What you are asked to do: Your task is to copy each line of the material that holds the word "WorkerRuntime".

Data provided:

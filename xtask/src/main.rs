use std::fs;
use std::io::{self, Write};
use std::path::{Path, PathBuf};
use std::process::{exit, Command};

use clap::{Parser, Subcommand, ValueEnum};
use zip::write::FileOptions;
use zip::{CompressionMethod, ZipWriter};

const LAMBDA_BIN: &str = "fanout_runtime";
const LAMBDA_DIST_DIR: &str = "infra/aws_fanout/dist";

#[derive(Parser)]
#[command(
    name = "xtask",
    about = "Local runs, CI checks and Lambda packaging for the fan-out workspace"
)]
struct Cli {
    #[command(subcommand)]
    command: Commands,
}

#[derive(Subcommand)]
enum Commands {
    /// Run one fan-out in-process against the configured url template
    Run {
        #[arg(long, default_value_t = 100)]
        amount: usize,
        /// controlled, highly-recursive or wide
        #[arg(long, default_value = "controlled")]
        preset: String,
        /// Targets admitted per window; 0 disables admission control
        #[arg(long)]
        rate_limit: Option<usize>,
    },
    /// Run CI checks (fmt, clippy, tests)
    Ci {
        #[arg(value_enum, default_value_t = CiJob::Check)]
        job: CiJob,
    },
    /// Build the runtime binary in release mode and zip it as `bootstrap`
    ServerlessPackage {
        #[arg(long, default_value = "x86_64-unknown-linux-gnu")]
        target: String,
    },
}

#[derive(Clone, ValueEnum)]
enum CiJob {
    Lint,
    Test,
    Check,
}

fn step(label: &str) {
    eprintln!("\n=== {label} ===");
}

fn run_cargo(args: &[&str]) {
    eprintln!("+ cargo {}", args.join(" "));
    match Command::new("cargo").args(args).status() {
        Ok(status) if status.success() => {}
        Ok(status) => exit(status.code().unwrap_or(1)),
        Err(error) => {
            eprintln!("error: failed to execute cargo: {error}");
            exit(1);
        }
    }
}

fn package_lambda(target: &str) {
    step("Build fanout runtime binary");
    run_cargo(&[
        "build", "-p", "fanout_lambda", "--bin", LAMBDA_BIN, "--target", target, "--release",
    ]);

    step("Package lambda zip artifact");
    let binary: PathBuf = ["target", target, "release", LAMBDA_BIN].iter().collect();
    let zip_path = Path::new(LAMBDA_DIST_DIR).join("fanout.zip");
    if let Err(error) = write_bootstrap_zip(&binary, &zip_path) {
        eprintln!("error: packaging {} failed: {error}", binary.display());
        exit(1);
    }
    eprintln!("\nPackaged artifact:\n- {}", zip_path.display());
}

/// Lambda's custom runtime expects the executable at the archive root under
/// the name `bootstrap`.
fn write_bootstrap_zip(binary: &Path, zip_path: &Path) -> io::Result<()> {
    let bytes = fs::read(binary)?;
    if let Some(parent) = zip_path.parent() {
        fs::create_dir_all(parent)?;
    }

    let mut zip = ZipWriter::new(fs::File::create(zip_path)?);
    let options = FileOptions::default()
        .compression_method(CompressionMethod::Deflated)
        .unix_permissions(0o755);
    zip.start_file("bootstrap", options)?;
    zip.write_all(&bytes)?;
    zip.finish()?;
    Ok(())
}

fn ci_lint() {
    step("Check formatting");
    run_cargo(&["fmt", "--all", "--", "--check"]);

    step("Clippy");
    run_cargo(&["clippy", "--all-targets", "--all-features", "--", "-D", "warnings"]);
}

fn ci_test() {
    for package in ["fanout_core", "fanout_lambda"] {
        step(&format!("Test {package}"));
        run_cargo(&["test", "-p", package]);
    }
}

fn main() {
    match Cli::parse().command {
        Commands::Run {
            amount,
            preset,
            rate_limit,
        } => {
            let amount = amount.to_string();
            let rate_limit = rate_limit.map(|value| value.to_string());
            let mut args = vec![
                "run", "-p", "fanout_lambda", "--bin", "fanout_local", "--release", "--",
                "--amount", &amount, "--preset", &preset,
            ];
            if let Some(value) = rate_limit.as_deref() {
                args.extend(["--rate-limit", value]);
            }
            run_cargo(&args);
        }
        Commands::Ci { job } => {
            if matches!(job, CiJob::Lint | CiJob::Check) {
                ci_lint();
            }
            if matches!(job, CiJob::Test | CiJob::Check) {
                ci_test();
            }
            eprintln!("\nCI job passed.");
        }
        Commands::ServerlessPackage { target } => package_lambda(&target),
    }
}

#[cfg(test)]
mod tests {
    use std::io::Read;

    use zip::ZipArchive;

    use super::*;

    fn scratch_dir(name: &str) -> PathBuf {
        let dir = std::env::temp_dir().join(format!("xtask-{name}-{}", std::process::id()));
        fs::create_dir_all(&dir).expect("scratch dir should be created");
        dir
    }

    #[test]
    fn bootstrap_zip_holds_the_executable_at_the_root() {
        let dir = scratch_dir("bootstrap");
        let binary = dir.join(LAMBDA_BIN);
        fs::write(&binary, b"\x7fELF fake").expect("binary should be written");
        let zip_path = dir.join("dist").join("fanout.zip");

        write_bootstrap_zip(&binary, &zip_path).expect("zip should be written");

        let mut archive =
            ZipArchive::new(fs::File::open(&zip_path).expect("zip should open")).expect("zip should parse");
        assert_eq!(archive.len(), 1);
        let mut entry = archive.by_name("bootstrap").expect("bootstrap entry");
        assert_eq!(entry.unix_mode().map(|mode| mode & 0o777), Some(0o755));
        let mut contents = Vec::new();
        entry.read_to_end(&mut contents).expect("entry should read");
        assert_eq!(contents, b"\x7fELF fake");

        fs::remove_dir_all(dir).ok();
    }

    #[test]
    fn missing_binary_is_reported() {
        let dir = scratch_dir("missing");
        let error = write_bootstrap_zip(&dir.join("absent"), &dir.join("fanout.zip"))
            .expect_err("packaging should fail");
        assert_eq!(error.kind(), io::ErrorKind::NotFound);
        assert!(!dir.join("fanout.zip").exists());

        fs::remove_dir_all(dir).ok();
    }
}
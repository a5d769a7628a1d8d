//! Root-level admission control.
//!
//! Splits the full target list into windows of `per_window` targets and
//! starts one root worker per window, spacing window starts by at least
//! `window_ms`. With admission off the whole list goes to a single root.

use std::sync::Arc;
use std::time::Duration;

use futures::future::join_all;
use serde_json::json;
use tokio::time::{sleep_until, Instant};

use crate::adapters::invoke::WorkerInvoker;
use crate::runtime::config::DispatchConfig;
use crate::runtime::contract::{Target, ValidationError, WorkerPayload};
use crate::runtime::outcome::{merge, OutcomeMap, TREE_FAILURE_KEY};
use crate::runtime::partition::plan_windows;
use crate::telemetry::{log_error, log_info};

pub async fn run_admission(
    run_id: &str,
    targets: Vec<Target>,
    config: &DispatchConfig,
    invoker: Arc<dyn WorkerInvoker>,
) -> Result<OutcomeMap, ValidationError> {
    if targets.is_empty() {
        return Ok(OutcomeMap::new());
    }

    let admission = config.admission;
    let windows = plan_windows(targets.len(), admission.map(|window| window.per_window))?;
    let spacing = Duration::from_millis(admission.map_or(0, |window| window.window_ms));
    let window_count = windows.len();

    let mut trees = Vec::with_capacity(window_count);
    for (position, window) in windows.iter().enumerate() {
        let window_started = Instant::now();
        let payload = WorkerPayload::root(
            run_id,
            targets[window.range()].to_vec(),
            config.clone(),
        );

        log_info(
            "admission_scheduler",
            "window_dispatched",
            json!({
                "run_id": run_id,
                "window": window.chunk_id,
                "windows": window_count,
                "window_size": window.len(),
                "worker_handle": payload.worker_handle.as_str(),
            }),
        );

        let tree_size = window.len() as u64;
        let tree_handle = payload.worker_handle.to_string();
        let task = tokio::spawn(invoker.invoke(payload));
        trees.push(async move { (tree_handle, tree_size, task.await) });

        if position + 1 < window_count {
            sleep_until(window_started + spacing).await;
        }
    }

    let outcomes = join_all(trees).await.into_iter().map(|(handle, size, joined)| {
        let failure = match joined {
            Ok(Ok(reply))
                if reply.is_complete(size as usize) || reply.is_accounted_failure(size as usize) =>
            {
                return reply.outcomes;
            }
            Ok(Ok(reply)) if reply.is_ok() => format!(
                "root worker accounted for {} of {size} targets",
                reply.outcomes.total()
            ),
            Ok(Ok(reply)) => format!("root worker replied {}", reply.status_code),
            Ok(Err(error)) => error.to_string(),
            Err(error) => format!("root worker task aborted: {error}"),
        };
        log_error(
            "admission_scheduler",
            "tree_failed",
            json!({
                "run_id": run_id,
                "worker_handle": handle,
                "tree_size": size,
                "error": failure,
            }),
        );
        OutcomeMap::single(TREE_FAILURE_KEY, size)
    });

    Ok(merge(outcomes.collect::<Vec<_>>()))
}
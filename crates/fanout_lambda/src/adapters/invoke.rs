//! Inter-worker dispatch channel.
//!
//! Every call to [`WorkerInvoker::invoke`] addresses a brand new worker
//! instance named by the payload's freshly minted handle. Application-level
//! outcomes come back as a [`WorkerReply`]; channel failures come back as a
//! [`DispatchError`] so the caller can tell the two apart.

use std::sync::Arc;

use aws_sdk_lambda::types::InvocationType;
use futures::future::BoxFuture;

use crate::adapters::transport::Transport;
use crate::handlers::dispatch::{handle_worker_payload, WorkerRuntime};
use crate::runtime::contract::{WorkerPayload, WorkerReply};

#[derive(Debug, Clone, PartialEq, Eq)]
pub enum DispatchError {
    Transport(String),
    FunctionError(String),
    Join(String),
    Serialization(String),
}

impl std::fmt::Display for DispatchError {
    fn fmt(&self, f: &mut std::fmt::Formatter<'_>) -> std::fmt::Result {
        match self {
            DispatchError::Transport(message) => write!(f, "dispatch failed: {message}"),
            DispatchError::FunctionError(message) => write!(f, "worker raised: {message}"),
            DispatchError::Join(message) => write!(f, "worker task aborted: {message}"),
            DispatchError::Serialization(message) => {
                write!(f, "worker payload serialization failed: {message}")
            }
        }
    }
}

impl std::error::Error for DispatchError {}

pub trait WorkerInvoker: Send + Sync {
    fn invoke(&self, payload: WorkerPayload) -> BoxFuture<'static, Result<WorkerReply, DispatchError>>;
}

/// Runs each worker invocation as its own tokio task in this process.
///
/// The task starts as soon as `invoke` is called and keeps running even if
/// the returned future is dropped.
#[derive(Clone)]
pub struct LocalWorkerInvoker {
    transport: Arc<dyn Transport>,
}

impl LocalWorkerInvoker {
    pub fn new(transport: Arc<dyn Transport>) -> Self {
        Self { transport }
    }
}

impl WorkerInvoker for LocalWorkerInvoker {
    fn invoke(&self, payload: WorkerPayload) -> BoxFuture<'static, Result<WorkerReply, DispatchError>> {
        let runtime = WorkerRuntime::new(self.transport.clone(), Arc::new(self.clone()));
        let task = tokio::spawn(handle_worker_payload(payload, runtime));
        Box::pin(async move {
            task.await
                .map_err(|error| DispatchError::Join(error.to_string()))
        })
    }
}

/// Invokes the worker Lambda synchronously, one invocation per handle.
#[derive(Debug, Clone)]
pub struct LambdaWorkerInvoker {
    lambda_client: aws_sdk_lambda::Client,
    function_name: String,
}

impl LambdaWorkerInvoker {
    pub fn new(lambda_client: aws_sdk_lambda::Client, function_name: impl Into<String>) -> Self {
        Self {
            lambda_client,
            function_name: function_name.into(),
        }
    }
}

impl WorkerInvoker for LambdaWorkerInvoker {
    fn invoke(&self, payload: WorkerPayload) -> BoxFuture<'static, Result<WorkerReply, DispatchError>> {
        let client = self.lambda_client.clone();
        let function_name = self.function_name.clone();

        Box::pin(async move {
            let request_payload = serde_json::to_vec(&payload)
                .map_err(|error| DispatchError::Serialization(error.to_string()))?;

            let output = client
                .invoke()
                .function_name(function_name)
                .invocation_type(InvocationType::RequestResponse)
                .set_payload(Some(request_payload.into()))
                .send()
                .await
                .map_err(|error| {
                    DispatchError::Transport(format!("failed to invoke worker lambda: {error}"))
                })?;

            if let Some(function_error) = output.function_error() {
                return Err(DispatchError::FunctionError(function_error.to_string()));
            }

            let body = output
                .payload()
                .map(|blob| blob.as_ref().to_vec())
                .unwrap_or_default();
            decode_worker_reply(&body)
        })
    }
}

pub fn decode_worker_reply(body: &[u8]) -> Result<WorkerReply, DispatchError> {
    serde_json::from_slice::<WorkerReply>(body)
        .map_err(|error| DispatchError::Serialization(format!("invalid worker reply: {error}")))
}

Exercise result:
use crate::handlers::dispatch::{handle_worker_payload, WorkerRuntime};
        let runtime = WorkerRuntime::new(self.transport.clone(), Arc::new(self.clone()));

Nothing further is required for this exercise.